You have probably heard about “the power of positive thinking”—the idea that thinking positively helps people meet their goals and keeps them healthy, happy, and able to effectively cope with the negative events that they experience. It turns out that positive thinking really works. People who think positively about their future, who believe that they can control their outcomes, and who are willing to open up and share with others are happier, healthier people (Seligman & Csikszentmihalyi, 2000).
The power of positive thinking comes in different forms, but they are all helpful. Notwithstanding the potential risks of wildly optimistic beliefs about the future, outlined earlier in this chapter, some researchers have studied the effects of having an optimistic explanatory style, a way of explaining current outcomes affecting the self in a way that leads to an expectation of positive future outcomes, and have found that optimists are happier and have less stress (Carver & Scheier, 2009). Others have focused on self-efficacy, the belief in our ability to carry out actions that produce desired outcomes. People with high self-efficacy feel more confident to respond to environmental and other threats in an active, constructive way—by getting information, talking to friends, and attempting to face and reduce the difficulties they are experiencing. These people, too, are better able to ward off their stresses in comparison with people with less self-efficacy (Thompson, 2009).

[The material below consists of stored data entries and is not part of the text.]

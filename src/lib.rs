//!
//! Tools to verify a Postgres primary/standby streaming replication pair:
//! connectivity checks, a write-to-primary / read-from-standby demo,
//! replication lag polling and ad-hoc latency loops.
//!
pub mod checker;
pub mod config;
pub mod demo;
pub mod logger;
pub mod pg_helpers;
pub mod primary_exec;
pub mod replication;
pub mod standby;
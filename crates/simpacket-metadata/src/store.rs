//! Shared byte storage for metadata logs.
//!
//! Logs cloned from one another share a [`MetadataStore`] through an `Rc`. Released stores
//! go to a thread-local free list of their own, separate from the buffer store pool.

use std::{
    cell::{Cell, Ref, RefCell, RefMut},
    fmt,
    rc::Rc,
};

use simpacket_core::{constants::METADATA_MIN_STORE_SIZE, Config, FreeList, PoolStats};

thread_local! {
    static FREE_LIST: RefCell<FreeList<Box<[u8]>>> = RefCell::new(FreeList::default());
    static MIN_STORE_SIZE: Cell<usize> = const { Cell::new(METADATA_MIN_STORE_SIZE) };
}

/// Flat record storage with a dirty-end watermark.
///
/// `dirty_end` is the end of the last record any sharing log wrote. A shared store may only
/// be appended to by the log whose `used` offset equals it.
pub struct MetadataStore {
    data: RefCell<Box<[u8]>>,
    dirty_end: Cell<u16>,
}

impl MetadataStore {
    /// Returns a store with room for at least `size` bytes.
    ///
    /// The store is never smaller than the configured minimum, and released stores are
    /// reused when one is large enough.
    pub fn acquire(size: usize) -> Rc<Self> {
        let size = size.max(MIN_STORE_SIZE.try_with(Cell::get).unwrap_or(METADATA_MIN_STORE_SIZE));
        let raw = FREE_LIST
            .try_with(|list| list.borrow_mut().acquire(size))
            .ok()
            .flatten()
            .unwrap_or_else(|| vec![0u8; size].into_boxed_slice());
        Rc::new(Self { data: RefCell::new(raw), dirty_end: Cell::new(0) })
    }

    /// Returns a store without backing bytes, used by logs that do not record anything.
    pub(crate) fn empty() -> Rc<Self> {
        Rc::new(Self { data: RefCell::new(Box::default()), dirty_end: Cell::new(0) })
    }

    /// Returns the number of bytes the store can hold.
    pub fn capacity(&self) -> usize {
        self.data.borrow().len()
    }

    /// Returns the end of the last record written by any sharing log.
    pub fn dirty_end(&self) -> u16 {
        self.dirty_end.get()
    }

    pub(crate) fn set_dirty_end(&self, end: u16) {
        self.dirty_end.set(end);
    }

    pub(crate) fn bytes(&self) -> Ref<'_, [u8]> {
        Ref::map(self.data.borrow(), |data| &data[..])
    }

    pub(crate) fn bytes_mut(&self) -> RefMut<'_, [u8]> {
        RefMut::map(self.data.borrow_mut(), |data| &mut data[..])
    }
}

impl Drop for MetadataStore {
    fn drop(&mut self) {
        let raw = std::mem::take(self.data.get_mut());
        if raw.is_empty() {
            return;
        }
        let _ = FREE_LIST.try_with(|list| list.borrow_mut().release(raw));
    }
}

impl fmt::Debug for MetadataStore {
    fn fmt(&self, f: &mut fmt::Formatter<'_>) -> fmt::Result {
        f.debug_struct("MetadataStore")
            .field("capacity", &self.capacity())
            .field("dirty_end", &self.dirty_end())
            .finish()
    }
}

/// Applies the free-list and minimum-size settings of `config` to this thread's
/// metadata store pool.
pub fn configure_pool(config: &Config) {
    FREE_LIST.with(|list| list.borrow_mut().configure(config));
    MIN_STORE_SIZE.with(|size| size.set(config.metadata_min_store_size.max(1)));
}

/// Returns the usage counters of this thread's metadata store pool.
pub fn pool_stats() -> PoolStats {
    FREE_LIST.with(|list| list.borrow().stats())
}

/// Logs the metadata store pool counters at debug level.
pub fn log_pool_stats() {
    FREE_LIST.with(|list| list.borrow().log_stats("metadata"));
}
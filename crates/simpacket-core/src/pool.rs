use crate::{config::Config, constants::FREE_LIST_MAX_ENTRIES};

/// A backing allocation that can be parked on a [`FreeList`].
pub trait Recyclable {
    /// Returns the usable size of the allocation in bytes.
    fn capacity(&self) -> usize;
}

impl Recyclable for Box<[u8]> {
    fn capacity(&self) -> usize {
        self.len()
    }
}

impl Recyclable for Vec<u8> {
    fn capacity(&self) -> usize {
        self.len()
    }
}

/// Counters describing how a free list has been used.
#[derive(Clone, Copy, Debug, Default, PartialEq, Eq)]
pub struct PoolStats {
    /// Acquisitions served from the list.
    pub hits: u64,
    /// Acquisitions that found nothing large enough.
    pub misses: u64,
    /// Allocations returned to the list.
    pub recycled: u64,
    /// Allocations dropped, either on release or while scanning for a large enough entry.
    pub discarded: u64,
}

/// A bounded free list of released backing stores.
///
/// The list remembers the largest size ever requested or released (its high-water mark)
/// and refuses to keep anything smaller, so it tends to hold buffers large enough for the
/// next packet.
#[derive(Debug)]
pub struct FreeList<T> {
    /// Parked allocations; the most recently released one is at the back.
    entries: Vec<T>,
    /// Max number of parked allocations
    max_entries: usize,
    /// Largest size requested or released so far
    high_water: usize,
    /// When false, releases deallocate immediately
    enabled: bool,
    stats: PoolStats,
}

impl<T: Recyclable> FreeList<T> {
    /// Creates an empty free list keeping at most `max_entries` allocations.
    pub fn new(max_entries: usize) -> Self {
        Self { entries: Vec::new(), max_entries, high_water: 0, enabled: true, stats: PoolStats::default() }
    }

    /// Creates a free list sized and enabled according to `config`.
    pub fn from_config(config: &Config) -> Self {
        let mut list = Self::new(config.free_list_capacity);
        list.enabled = config.free_list_enabled;
        list
    }

    /// Applies `config` to an existing list, dropping entries beyond the new capacity.
    pub fn configure(&mut self, config: &Config) {
        self.max_entries = config.free_list_capacity;
        self.enabled = config.free_list_enabled;
        if !self.enabled {
            self.entries.clear();
        } else {
            self.entries.truncate(self.max_entries);
        }
    }

    /// Takes an allocation of at least `size` bytes from the list.
    ///
    /// Entries scanned on the way that are too small are deallocated. Returns `None` when
    /// the caller has to allocate fresh storage.
    pub fn acquire(&mut self, size: usize) -> Option<T> {
        self.high_water = self.high_water.max(size);
        while let Some(entry) = self.entries.pop() {
            if entry.capacity() >= size {
                self.stats.hits += 1;
                return Some(entry);
            }
            self.stats.discarded += 1;
        }
        self.stats.misses += 1;
        None
    }

    /// Returns an allocation to the list, or drops it when the list is full, disabled, or
    /// the allocation is smaller than the high-water mark.
    pub fn release(&mut self, entry: T) {
        let capacity = entry.capacity();
        self.high_water = self.high_water.max(capacity);
        if !self.enabled || capacity < self.high_water || self.entries.len() >= self.max_entries {
            self.stats.discarded += 1;
            return;
        }
        self.stats.recycled += 1;
        self.entries.push(entry);
    }

    /// Returns the number of allocations currently parked.
    pub fn available(&self) -> usize {
        self.entries.len()
    }

    /// Returns the largest size requested or released so far.
    pub fn high_water_mark(&self) -> usize {
        self.high_water
    }

    /// Returns the usage counters.
    pub fn stats(&self) -> PoolStats {
        self.stats
    }

    /// Emits the usage counters at debug level.
    pub fn log_stats(&self, name: &str) {
        tracing::debug!(
            "{} free list: {} parked, high water {}, {:?}",
            name,
            self.entries.len(),
            self.high_water,
            self.stats
        );
    }

    /// Drops all parked allocations.
    pub fn clear(&mut self) {
        self.entries.clear();
    }
}

impl<T: Recyclable> Default for FreeList<T> {
    fn default() -> Self {
        Self::new(FREE_LIST_MAX_ENTRIES)
    }
}
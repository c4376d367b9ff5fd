use std::default::Default;

use crate::constants::{FREE_LIST_MAX_ENTRIES, METADATA_MIN_STORE_SIZE};

#[derive(Clone, Debug, PartialEq, Eq)]
/// Configuration options handed to the packet layer and the store pools at simulation setup.
pub struct Config {
    /// Record header/trailer metadata for every packet (default: false).
    pub metadata_enabled: bool,
    /// Recycle released stores through the free lists instead of deallocating them.
    pub free_list_enabled: bool,
    /// Max number of stores each free list keeps.
    pub free_list_capacity: usize,
    /// Smallest backing store allocated for a metadata log, in bytes.
    pub metadata_min_store_size: usize,
}

impl Config {
    /// Returns the default configuration with metadata recording turned on.
    pub fn with_metadata() -> Self {
        Self { metadata_enabled: true, ..Self::default() }
    }
}

impl Default for Config {
    fn default() -> Self {
        Self {
            metadata_enabled: false,
            free_list_enabled: true,
            free_list_capacity: FREE_LIST_MAX_ENTRIES,
            metadata_min_store_size: METADATA_MIN_STORE_SIZE,
        }
    }
}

Self-efficacy helps in part because it leads us to perceive that we can control the potential stressors that may affect us. Workers who have control over their work environment (e.g., by being able to move furniture and control distractions) experience less stress, as do patients in nursing homes who are able to choose their everyday activities (Rodin, 1986). Glass, Reim, and Singer (1971) found in a study that participants who believed they could stop a loud noise experienced less stress than those who did not think they could, even though the people who had the option never actually used it. The ability to control our outcomes may help explain why animals and people who have higher social status live longer (Sapolsky, 2005). Importantly, it is possible to learn to think more positively, and doing so can be beneficial to our moods and behaviors. For example, Antoni et al. (2001) found that pessimistic cancer patients who were given training in optimism reported more optimistic outlooks after the training and were less fatigued after their treatments.